╭──
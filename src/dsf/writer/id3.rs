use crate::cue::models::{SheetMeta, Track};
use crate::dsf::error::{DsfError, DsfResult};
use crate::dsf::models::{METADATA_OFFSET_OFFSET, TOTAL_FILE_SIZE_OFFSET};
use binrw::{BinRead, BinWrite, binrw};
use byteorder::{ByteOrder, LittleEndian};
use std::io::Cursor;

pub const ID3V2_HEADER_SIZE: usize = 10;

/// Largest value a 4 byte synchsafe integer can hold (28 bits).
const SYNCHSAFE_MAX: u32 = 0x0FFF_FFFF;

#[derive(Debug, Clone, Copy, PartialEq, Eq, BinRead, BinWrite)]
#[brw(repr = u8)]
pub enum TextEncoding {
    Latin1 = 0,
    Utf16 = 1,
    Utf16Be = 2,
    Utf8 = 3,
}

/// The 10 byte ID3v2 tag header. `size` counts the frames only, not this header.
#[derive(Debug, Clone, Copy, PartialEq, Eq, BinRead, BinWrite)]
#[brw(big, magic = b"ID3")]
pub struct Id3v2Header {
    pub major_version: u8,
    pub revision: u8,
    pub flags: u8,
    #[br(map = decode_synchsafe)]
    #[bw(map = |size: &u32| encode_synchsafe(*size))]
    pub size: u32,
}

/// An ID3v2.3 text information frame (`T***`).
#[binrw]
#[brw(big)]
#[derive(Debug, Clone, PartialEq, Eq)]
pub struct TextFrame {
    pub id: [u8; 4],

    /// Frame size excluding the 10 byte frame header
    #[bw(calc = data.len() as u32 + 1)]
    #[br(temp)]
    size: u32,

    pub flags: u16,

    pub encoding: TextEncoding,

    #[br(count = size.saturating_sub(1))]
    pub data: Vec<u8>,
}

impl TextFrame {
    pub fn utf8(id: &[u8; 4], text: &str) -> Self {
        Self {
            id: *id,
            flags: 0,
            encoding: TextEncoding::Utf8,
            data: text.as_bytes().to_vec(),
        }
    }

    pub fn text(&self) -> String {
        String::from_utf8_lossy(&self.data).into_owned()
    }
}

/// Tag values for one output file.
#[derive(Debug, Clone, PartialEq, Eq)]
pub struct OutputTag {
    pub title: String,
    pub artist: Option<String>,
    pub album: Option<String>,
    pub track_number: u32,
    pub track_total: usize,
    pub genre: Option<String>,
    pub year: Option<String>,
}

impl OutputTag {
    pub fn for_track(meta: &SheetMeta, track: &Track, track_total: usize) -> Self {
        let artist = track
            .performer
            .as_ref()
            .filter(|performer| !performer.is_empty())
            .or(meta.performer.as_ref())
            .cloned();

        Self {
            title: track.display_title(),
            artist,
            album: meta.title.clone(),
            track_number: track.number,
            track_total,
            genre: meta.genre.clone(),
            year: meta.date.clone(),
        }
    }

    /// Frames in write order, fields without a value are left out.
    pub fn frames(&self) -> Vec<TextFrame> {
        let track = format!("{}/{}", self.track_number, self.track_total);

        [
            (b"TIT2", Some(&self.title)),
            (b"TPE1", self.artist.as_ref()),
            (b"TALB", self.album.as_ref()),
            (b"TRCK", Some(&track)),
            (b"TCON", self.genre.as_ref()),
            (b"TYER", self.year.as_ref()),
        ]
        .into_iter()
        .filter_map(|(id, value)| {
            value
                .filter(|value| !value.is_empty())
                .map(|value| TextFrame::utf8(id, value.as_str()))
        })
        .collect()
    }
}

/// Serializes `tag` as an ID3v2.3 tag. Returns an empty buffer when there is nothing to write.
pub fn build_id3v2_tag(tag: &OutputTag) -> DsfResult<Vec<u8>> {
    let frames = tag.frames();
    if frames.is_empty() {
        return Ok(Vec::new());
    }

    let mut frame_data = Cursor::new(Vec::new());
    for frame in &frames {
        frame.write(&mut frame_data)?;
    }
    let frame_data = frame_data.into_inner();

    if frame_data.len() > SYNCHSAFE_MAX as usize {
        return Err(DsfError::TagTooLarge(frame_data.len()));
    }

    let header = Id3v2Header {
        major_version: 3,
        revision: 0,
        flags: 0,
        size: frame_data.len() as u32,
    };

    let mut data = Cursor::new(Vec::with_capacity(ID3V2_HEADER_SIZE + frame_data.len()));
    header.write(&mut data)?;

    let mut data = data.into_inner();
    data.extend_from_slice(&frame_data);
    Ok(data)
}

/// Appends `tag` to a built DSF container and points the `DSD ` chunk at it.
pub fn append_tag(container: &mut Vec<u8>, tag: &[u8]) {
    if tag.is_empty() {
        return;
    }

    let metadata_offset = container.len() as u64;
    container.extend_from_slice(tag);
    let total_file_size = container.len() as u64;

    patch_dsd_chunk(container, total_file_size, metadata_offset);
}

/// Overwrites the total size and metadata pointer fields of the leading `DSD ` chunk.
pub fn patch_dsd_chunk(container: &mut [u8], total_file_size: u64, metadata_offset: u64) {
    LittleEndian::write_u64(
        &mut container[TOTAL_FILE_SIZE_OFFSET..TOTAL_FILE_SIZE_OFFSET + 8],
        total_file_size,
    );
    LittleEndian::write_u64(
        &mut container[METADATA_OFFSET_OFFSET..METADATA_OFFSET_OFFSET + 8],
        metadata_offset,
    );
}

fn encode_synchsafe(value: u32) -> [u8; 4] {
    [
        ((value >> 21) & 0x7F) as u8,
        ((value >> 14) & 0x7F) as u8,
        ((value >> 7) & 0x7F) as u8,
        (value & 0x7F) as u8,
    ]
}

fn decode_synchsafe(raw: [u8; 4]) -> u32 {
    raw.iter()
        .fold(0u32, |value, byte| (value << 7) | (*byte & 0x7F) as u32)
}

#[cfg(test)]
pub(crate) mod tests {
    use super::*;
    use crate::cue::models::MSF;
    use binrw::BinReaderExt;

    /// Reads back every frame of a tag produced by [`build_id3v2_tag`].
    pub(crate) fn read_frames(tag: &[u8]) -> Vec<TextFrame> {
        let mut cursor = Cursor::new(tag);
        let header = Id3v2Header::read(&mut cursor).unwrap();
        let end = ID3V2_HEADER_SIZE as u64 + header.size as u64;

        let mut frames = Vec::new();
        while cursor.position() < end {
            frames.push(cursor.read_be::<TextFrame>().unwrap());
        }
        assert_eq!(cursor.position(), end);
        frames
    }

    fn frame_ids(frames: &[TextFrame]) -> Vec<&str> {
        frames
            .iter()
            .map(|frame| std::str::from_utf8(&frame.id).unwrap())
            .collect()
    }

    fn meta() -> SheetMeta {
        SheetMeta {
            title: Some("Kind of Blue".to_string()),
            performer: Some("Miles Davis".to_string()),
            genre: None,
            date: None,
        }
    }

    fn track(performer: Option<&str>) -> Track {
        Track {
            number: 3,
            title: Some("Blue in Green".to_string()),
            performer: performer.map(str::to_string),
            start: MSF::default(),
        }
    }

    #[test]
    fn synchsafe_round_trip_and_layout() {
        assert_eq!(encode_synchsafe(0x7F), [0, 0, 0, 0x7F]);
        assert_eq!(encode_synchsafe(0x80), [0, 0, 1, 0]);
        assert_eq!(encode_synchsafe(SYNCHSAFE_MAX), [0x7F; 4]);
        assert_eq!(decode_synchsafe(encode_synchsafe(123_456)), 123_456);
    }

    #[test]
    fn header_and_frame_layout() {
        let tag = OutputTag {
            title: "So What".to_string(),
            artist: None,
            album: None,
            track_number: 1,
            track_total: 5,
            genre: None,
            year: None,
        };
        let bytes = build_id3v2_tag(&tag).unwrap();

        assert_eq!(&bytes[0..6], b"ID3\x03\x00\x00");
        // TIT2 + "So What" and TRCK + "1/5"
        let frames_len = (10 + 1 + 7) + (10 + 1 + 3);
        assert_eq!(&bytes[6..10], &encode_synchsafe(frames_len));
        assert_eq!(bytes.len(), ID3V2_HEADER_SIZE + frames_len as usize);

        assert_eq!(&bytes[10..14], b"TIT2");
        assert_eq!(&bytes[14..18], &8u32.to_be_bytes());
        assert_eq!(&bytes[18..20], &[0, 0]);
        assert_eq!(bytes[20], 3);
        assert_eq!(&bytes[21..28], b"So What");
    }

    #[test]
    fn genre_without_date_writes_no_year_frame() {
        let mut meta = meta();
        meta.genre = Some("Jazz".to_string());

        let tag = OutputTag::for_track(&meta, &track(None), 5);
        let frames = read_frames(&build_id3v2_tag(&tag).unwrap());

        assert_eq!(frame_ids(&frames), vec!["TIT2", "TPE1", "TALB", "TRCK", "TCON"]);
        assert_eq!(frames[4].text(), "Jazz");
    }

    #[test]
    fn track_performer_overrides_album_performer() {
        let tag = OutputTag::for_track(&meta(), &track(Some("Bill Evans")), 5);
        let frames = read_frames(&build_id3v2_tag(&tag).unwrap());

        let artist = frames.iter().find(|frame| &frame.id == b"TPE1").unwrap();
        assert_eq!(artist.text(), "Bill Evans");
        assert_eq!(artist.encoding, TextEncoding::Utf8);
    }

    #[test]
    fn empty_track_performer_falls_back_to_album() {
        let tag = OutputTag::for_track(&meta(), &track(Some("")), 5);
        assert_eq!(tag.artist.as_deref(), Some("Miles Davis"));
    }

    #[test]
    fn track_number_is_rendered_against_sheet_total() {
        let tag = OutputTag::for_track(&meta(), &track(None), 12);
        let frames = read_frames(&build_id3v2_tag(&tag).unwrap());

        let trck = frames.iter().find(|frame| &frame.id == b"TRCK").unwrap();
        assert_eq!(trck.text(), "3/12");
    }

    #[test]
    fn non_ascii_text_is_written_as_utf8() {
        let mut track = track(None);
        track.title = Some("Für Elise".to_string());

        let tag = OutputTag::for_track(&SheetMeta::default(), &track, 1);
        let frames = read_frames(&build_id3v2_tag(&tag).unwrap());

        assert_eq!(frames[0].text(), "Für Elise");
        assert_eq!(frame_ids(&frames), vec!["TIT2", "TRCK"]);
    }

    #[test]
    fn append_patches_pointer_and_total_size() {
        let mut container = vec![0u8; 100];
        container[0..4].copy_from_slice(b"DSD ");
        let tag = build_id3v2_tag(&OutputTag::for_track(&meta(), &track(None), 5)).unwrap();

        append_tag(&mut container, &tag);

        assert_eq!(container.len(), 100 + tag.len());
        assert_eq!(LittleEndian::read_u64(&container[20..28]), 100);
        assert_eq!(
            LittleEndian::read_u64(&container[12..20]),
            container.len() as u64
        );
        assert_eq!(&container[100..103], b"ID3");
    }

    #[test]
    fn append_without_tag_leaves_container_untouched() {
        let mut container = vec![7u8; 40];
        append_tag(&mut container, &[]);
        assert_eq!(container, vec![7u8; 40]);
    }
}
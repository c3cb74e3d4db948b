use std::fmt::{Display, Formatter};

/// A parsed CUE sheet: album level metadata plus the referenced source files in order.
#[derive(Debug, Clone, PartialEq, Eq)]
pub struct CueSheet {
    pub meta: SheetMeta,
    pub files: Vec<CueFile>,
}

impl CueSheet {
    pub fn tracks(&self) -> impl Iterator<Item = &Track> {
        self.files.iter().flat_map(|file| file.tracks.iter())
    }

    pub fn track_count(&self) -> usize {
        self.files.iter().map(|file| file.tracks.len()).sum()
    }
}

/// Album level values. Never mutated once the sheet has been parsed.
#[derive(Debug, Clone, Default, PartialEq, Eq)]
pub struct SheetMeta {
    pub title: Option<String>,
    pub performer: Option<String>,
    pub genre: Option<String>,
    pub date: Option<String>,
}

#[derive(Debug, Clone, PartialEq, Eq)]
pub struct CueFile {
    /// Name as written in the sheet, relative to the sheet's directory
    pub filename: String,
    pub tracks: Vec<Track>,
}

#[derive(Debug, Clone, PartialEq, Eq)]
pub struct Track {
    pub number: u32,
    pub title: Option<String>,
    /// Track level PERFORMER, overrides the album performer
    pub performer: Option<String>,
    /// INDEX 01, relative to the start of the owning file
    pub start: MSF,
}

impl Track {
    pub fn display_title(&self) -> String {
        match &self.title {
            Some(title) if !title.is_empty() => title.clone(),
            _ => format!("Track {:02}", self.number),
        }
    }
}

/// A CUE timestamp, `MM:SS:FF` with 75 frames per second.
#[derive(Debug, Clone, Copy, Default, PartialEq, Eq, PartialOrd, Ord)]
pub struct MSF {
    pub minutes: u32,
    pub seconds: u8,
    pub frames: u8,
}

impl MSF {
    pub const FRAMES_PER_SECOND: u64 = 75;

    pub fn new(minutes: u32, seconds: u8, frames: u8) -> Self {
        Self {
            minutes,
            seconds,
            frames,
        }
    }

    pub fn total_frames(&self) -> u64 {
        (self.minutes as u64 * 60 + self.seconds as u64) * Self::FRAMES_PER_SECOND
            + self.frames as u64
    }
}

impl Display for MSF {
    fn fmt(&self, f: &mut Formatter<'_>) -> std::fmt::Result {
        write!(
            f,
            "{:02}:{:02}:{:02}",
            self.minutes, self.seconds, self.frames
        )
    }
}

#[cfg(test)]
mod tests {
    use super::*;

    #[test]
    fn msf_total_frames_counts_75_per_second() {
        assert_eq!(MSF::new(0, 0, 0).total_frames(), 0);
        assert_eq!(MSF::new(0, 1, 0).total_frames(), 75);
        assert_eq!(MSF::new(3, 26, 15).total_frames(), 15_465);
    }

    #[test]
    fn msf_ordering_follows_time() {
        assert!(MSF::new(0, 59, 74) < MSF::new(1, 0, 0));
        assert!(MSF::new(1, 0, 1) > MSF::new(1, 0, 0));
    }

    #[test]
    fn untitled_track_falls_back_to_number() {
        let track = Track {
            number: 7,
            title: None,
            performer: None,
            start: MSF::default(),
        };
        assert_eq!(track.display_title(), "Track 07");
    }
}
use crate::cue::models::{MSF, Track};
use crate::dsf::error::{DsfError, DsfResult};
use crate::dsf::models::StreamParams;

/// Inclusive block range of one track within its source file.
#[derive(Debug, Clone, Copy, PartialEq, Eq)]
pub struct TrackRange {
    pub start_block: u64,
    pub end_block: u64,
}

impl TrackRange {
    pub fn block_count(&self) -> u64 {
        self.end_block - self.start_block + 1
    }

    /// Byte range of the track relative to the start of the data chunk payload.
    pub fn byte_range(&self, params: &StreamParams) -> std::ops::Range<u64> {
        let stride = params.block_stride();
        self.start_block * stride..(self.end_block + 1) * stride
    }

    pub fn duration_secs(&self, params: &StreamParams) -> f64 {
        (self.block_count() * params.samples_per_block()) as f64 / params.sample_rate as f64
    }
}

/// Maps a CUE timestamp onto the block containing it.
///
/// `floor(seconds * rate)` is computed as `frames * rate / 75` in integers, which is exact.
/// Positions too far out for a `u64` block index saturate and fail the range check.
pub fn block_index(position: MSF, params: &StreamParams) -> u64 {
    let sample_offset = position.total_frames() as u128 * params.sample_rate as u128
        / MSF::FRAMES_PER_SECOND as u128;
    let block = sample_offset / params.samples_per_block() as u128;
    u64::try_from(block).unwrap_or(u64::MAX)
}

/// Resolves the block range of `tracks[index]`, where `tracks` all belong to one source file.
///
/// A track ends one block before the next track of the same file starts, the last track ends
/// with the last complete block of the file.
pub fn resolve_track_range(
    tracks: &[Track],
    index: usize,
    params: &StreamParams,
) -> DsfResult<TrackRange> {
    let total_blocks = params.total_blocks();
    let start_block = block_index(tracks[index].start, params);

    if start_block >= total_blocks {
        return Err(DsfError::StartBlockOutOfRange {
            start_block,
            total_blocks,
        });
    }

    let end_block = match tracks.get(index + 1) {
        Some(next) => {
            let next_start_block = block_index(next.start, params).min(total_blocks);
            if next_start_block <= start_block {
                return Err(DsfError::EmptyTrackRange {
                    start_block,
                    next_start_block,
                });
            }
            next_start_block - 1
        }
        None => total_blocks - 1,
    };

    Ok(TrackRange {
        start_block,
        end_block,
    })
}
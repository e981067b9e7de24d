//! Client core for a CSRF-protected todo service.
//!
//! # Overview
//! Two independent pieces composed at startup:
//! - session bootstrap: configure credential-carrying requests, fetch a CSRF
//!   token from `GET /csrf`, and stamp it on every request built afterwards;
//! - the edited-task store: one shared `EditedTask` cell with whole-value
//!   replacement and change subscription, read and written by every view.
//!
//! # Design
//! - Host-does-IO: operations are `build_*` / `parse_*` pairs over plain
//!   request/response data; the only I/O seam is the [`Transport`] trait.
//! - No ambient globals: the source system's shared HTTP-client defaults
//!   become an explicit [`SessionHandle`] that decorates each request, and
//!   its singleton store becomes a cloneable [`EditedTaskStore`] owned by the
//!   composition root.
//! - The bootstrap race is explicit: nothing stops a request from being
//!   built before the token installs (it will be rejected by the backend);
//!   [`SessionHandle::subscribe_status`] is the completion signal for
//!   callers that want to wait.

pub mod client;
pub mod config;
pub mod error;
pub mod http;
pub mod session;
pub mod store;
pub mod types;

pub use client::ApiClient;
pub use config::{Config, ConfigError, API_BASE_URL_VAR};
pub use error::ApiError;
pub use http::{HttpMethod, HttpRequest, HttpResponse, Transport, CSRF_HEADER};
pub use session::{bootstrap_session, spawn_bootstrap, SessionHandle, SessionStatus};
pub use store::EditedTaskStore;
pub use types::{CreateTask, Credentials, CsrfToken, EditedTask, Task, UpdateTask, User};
╰──
Note down each line above where the word "StreamParams" occurs.

use crate::dsf::models::StreamParams;
    pub fn byte_range(&self, params: &StreamParams) -> std::ops::Range<u64> {
    pub fn duration_secs(&self, params: &StreamParams) -> f64 {
pub fn block_index(position: MSF, params: &StreamParams) -> u64 {
    params: &StreamParams,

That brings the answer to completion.